* _What you have to do_
Report back every line below that carries the word "side".

··· Data provided

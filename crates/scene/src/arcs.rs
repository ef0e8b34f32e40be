use std::f64::consts::TAU;

use foundation::math::{Quat, Vec3, to_surface_point};
use layers::Connection;
use layers::symbology::{self, Color};

/// Cubic Bézier segment.
#[derive(Debug, Copy, Clone, PartialEq)]
pub struct CubicBezier {
    pub p0: Vec3,
    pub p1: Vec3,
    pub p2: Vec3,
    pub p3: Vec3,
}

impl CubicBezier {
    /// Arc between two surface points bulging away from the globe center:
    /// both inner control points sit at `mid + bulge * normalize(mid)`.
    pub fn bulged(from: Vec3, to: Vec3, bulge: f64) -> Self {
        let mid = (from + to) * 0.5;
        let control = mid + mid.normalize_or_zero() * bulge;
        Self {
            p0: from,
            p1: control,
            p2: control,
            p3: to,
        }
    }

    pub fn point(&self, t: f64) -> Vec3 {
        let u = 1.0 - t;
        self.p0 * (u * u * u)
            + self.p1 * (3.0 * u * u * t)
            + self.p2 * (3.0 * u * t * t)
            + self.p3 * (t * t * t)
    }

    pub fn derivative(&self, t: f64) -> Vec3 {
        let u = 1.0 - t;
        (self.p1 - self.p0) * (3.0 * u * u)
            + (self.p2 - self.p1) * (6.0 * u * t)
            + (self.p3 - self.p2) * (3.0 * t * t)
    }
}

/// Ribbon geometry and sizing.
#[derive(Debug, Copy, Clone, PartialEq)]
pub struct ArcStyle {
    /// Radius at which endpoints are placed.
    pub surface_radius: f64,
    pub bulge: f64,
    pub base_radius: f64,
    /// Extra tube radius per unit of connection intensity.
    pub intensity_radius: f64,
    pub tubular_segments: u32,
    pub radial_segments: u32,
}

impl Default for ArcStyle {
    fn default() -> Self {
        Self {
            surface_radius: 1.02,
            bulge: 0.25,
            base_radius: 0.0025,
            intensity_radius: 0.002,
            tubular_segments: 32,
            radial_segments: 8,
        }
    }
}

/// One connection ribbon, tagged with the ids it links.
#[derive(Debug, Clone, PartialEq)]
pub struct ConnectionArc {
    pub id: String,
    pub from_id: String,
    pub to_id: String,
    pub curve: CubicBezier,
    pub radius: f64,
    pub color: Color,
    /// Dash offset in `[0, 2π)`, stable per connection id.
    pub dash_phase: f64,
}

impl ConnectionArc {
    pub fn new(connection: &Connection, style: &ArcStyle) -> Self {
        let from = to_surface_point(connection.from.lat, connection.from.lng, style.surface_radius);
        let to = to_surface_point(connection.to.lat, connection.to.lng, style.surface_radius);
        Self {
            id: connection.id.clone(),
            from_id: connection.from.id.clone(),
            to_id: connection.to.id.clone(),
            curve: CubicBezier::bulged(from, to, style.bulge),
            radius: style.base_radius + connection.intensity * style.intensity_radius,
            color: symbology::CONNECTION,
            dash_phase: dash_phase(&connection.id),
        }
    }

    pub fn touches(&self, incident_id: &str) -> bool {
        self.from_id == incident_id || self.to_id == incident_id
    }
}

/// Deterministic dash phase derived from the connection id.
pub fn dash_phase(id: &str) -> f64 {
    let hash = blake3::hash(id.as_bytes());
    let mut head = [0u8; 8];
    head.copy_from_slice(&hash.as_bytes()[..8]);
    let unit = (u64::from_le_bytes(head) >> 11) as f64 / (1u64 << 53) as f64;
    unit * TAU
}

/// The live set of connection ribbons.
///
/// Ribbons are always rebuilt together, so they share one clock that
/// restarts at zero on every rebuild.
#[derive(Debug, Clone, Default)]
pub struct ArcSet {
    arcs: Vec<ConnectionArc>,
    time_s: f64,
    geometry_version: u64,
    styles_dirty: bool,
}

impl ArcSet {
    pub fn new() -> Self {
        Self::default()
    }

    /// Discards every ribbon and builds one per connection, all in base color.
    pub fn rebuild(&mut self, connections: &[Connection], style: &ArcStyle) {
        self.arcs = connections
            .iter()
            .map(|c| ConnectionArc::new(c, style))
            .collect();
        self.time_s = 0.0;
        self.geometry_version += 1;
        self.styles_dirty = true;
    }

    pub fn len(&self) -> usize {
        self.arcs.len()
    }

    pub fn is_empty(&self) -> bool {
        self.arcs.is_empty()
    }

    pub fn iter(&self) -> impl Iterator<Item = &ConnectionArc> + '_ {
        self.arcs.iter()
    }

    pub fn get(&self, id: &str) -> Option<&ConnectionArc> {
        self.arcs.iter().find(|a| a.id == id)
    }

    /// Colors every ribbon touching `incident_id` as related and the rest as
    /// base. Returns how many ribbons changed color.
    pub fn highlight_for(&mut self, incident_id: Option<&str>) -> usize {
        let mut changed = 0;
        for arc in &mut self.arcs {
            let related = incident_id.is_some_and(|id| arc.touches(id));
            let color = if related {
                symbology::CONNECTION_RELATED
            } else {
                symbology::CONNECTION
            };
            if arc.color != color {
                arc.color = color;
                changed += 1;
            }
        }
        if changed > 0 {
            self.styles_dirty = true;
        }
        changed
    }

    /// Advances the ribbon clock that drives the dash animation.
    pub fn advance(&mut self, dt_s: f64) {
        self.time_s += dt_s;
    }

    /// Seconds since the last rebuild.
    pub fn time_s(&self) -> f64 {
        self.time_s
    }

    /// Bumped by every rebuild.
    pub fn geometry_version(&self) -> u64 {
        self.geometry_version
    }

    pub fn take_styles_dirty(&mut self) -> bool {
        std::mem::take(&mut self.styles_dirty)
    }
}

/// Triangle mesh for one tube. `uvs[i].x` runs along the curve.
#[derive(Debug, Clone, Default, PartialEq)]
pub struct TubeMesh {
    pub positions: Vec<[f32; 3]>,
    pub normals: Vec<[f32; 3]>,
    pub uvs: Vec<[f32; 2]>,
    pub indices: Vec<u32>,
}

fn clamp_segments(tubular: u32, radial: u32) -> (u32, u32) {
    (tubular.max(1), radial.max(3))
}

/// Vertices [`tube_mesh`] emits for the given segment counts.
pub fn tube_vertex_count(tubular: u32, radial: u32) -> usize {
    let (tubular, radial) = clamp_segments(tubular, radial);
    ((tubular + 1) * (radial + 1)) as usize
}

/// Sweeps a circle of `radius` along `curve` using parallel-transport frames.
///
/// Produces `(tubular + 1) * (radial + 1)` vertices and
/// `tubular * radial * 6` indices.
pub fn tube_mesh(curve: &CubicBezier, radius: f64, tubular: u32, radial: u32) -> TubeMesh {
    let (tubular, radial) = clamp_segments(tubular, radial);
    let frames = transport_frames(curve, tubular);

    let ring = (radial + 1) as usize;
    let mut mesh = TubeMesh {
        positions: Vec::with_capacity(frames.len() * ring),
        normals: Vec::with_capacity(frames.len() * ring),
        uvs: Vec::with_capacity(frames.len() * ring),
        indices: Vec::with_capacity((tubular * radial * 6) as usize),
    };

    for (i, frame) in frames.iter().enumerate() {
        let u = i as f64 / f64::from(tubular);
        for j in 0..=radial {
            let v = f64::from(j) / f64::from(radial) * TAU;
            let normal = (frame.normal * -v.cos() + frame.binormal * v.sin()).normalize_or_zero();
            mesh.positions.push((frame.point + normal * radius).to_f32());
            mesh.normals.push(normal.to_f32());
            mesh.uvs.push([u as f32, (f64::from(j) / f64::from(radial)) as f32]);
        }
    }

    let ring = radial + 1;
    for j in 1..=tubular {
        for i in 1..=radial {
            let a = ring * (j - 1) + (i - 1);
            let b = ring * j + (i - 1);
            let c = ring * j + i;
            let d = ring * (j - 1) + i;
            mesh.indices.extend_from_slice(&[a, b, d, b, c, d]);
        }
    }
    mesh
}

#[derive(Debug, Copy, Clone)]
struct Frame {
    point: Vec3,
    normal: Vec3,
    binormal: Vec3,
}

fn transport_frames(curve: &CubicBezier, segments: u32) -> Vec<Frame> {
    let mut frames = Vec::with_capacity(segments as usize + 1);
    let mut prev_tangent: Option<Vec3> = None;
    let mut normal = Vec3::ZERO;

    for i in 0..=segments {
        let t = f64::from(i) / f64::from(segments);
        let tangent = curve
            .derivative(t)
            .try_normalize()
            .or(prev_tangent)
            .unwrap_or(Vec3::X);

        normal = match prev_tangent {
            None => initial_normal(tangent),
            Some(prev) => Quat::from_unit_vectors(prev, tangent).rotate(normal),
        };
        let binormal = tangent.cross(normal).normalize_or_zero();
        frames.push(Frame {
            point: curve.point(t),
            normal,
            binormal,
        });
        prev_tangent = Some(tangent);
    }
    frames
}

/// Normal perpendicular to `tangent`, seeded from its smallest component axis.
fn initial_normal(tangent: Vec3) -> Vec3 {
    let (ax, ay, az) = (tangent.x.abs(), tangent.y.abs(), tangent.z.abs());
    let axis = if ax <= ay && ax <= az {
        Vec3::X
    } else if ay <= az {
        Vec3::Y
    } else {
        Vec3::Z
    };
    let side = tangent.cross(axis).normalize_or_zero();
    tangent.cross(side).normalize_or_zero()
}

······

* _Answer_
    let side = tangent.cross(axis).normalize_or_zero();
    tangent.cross(side).normalize_or_zero()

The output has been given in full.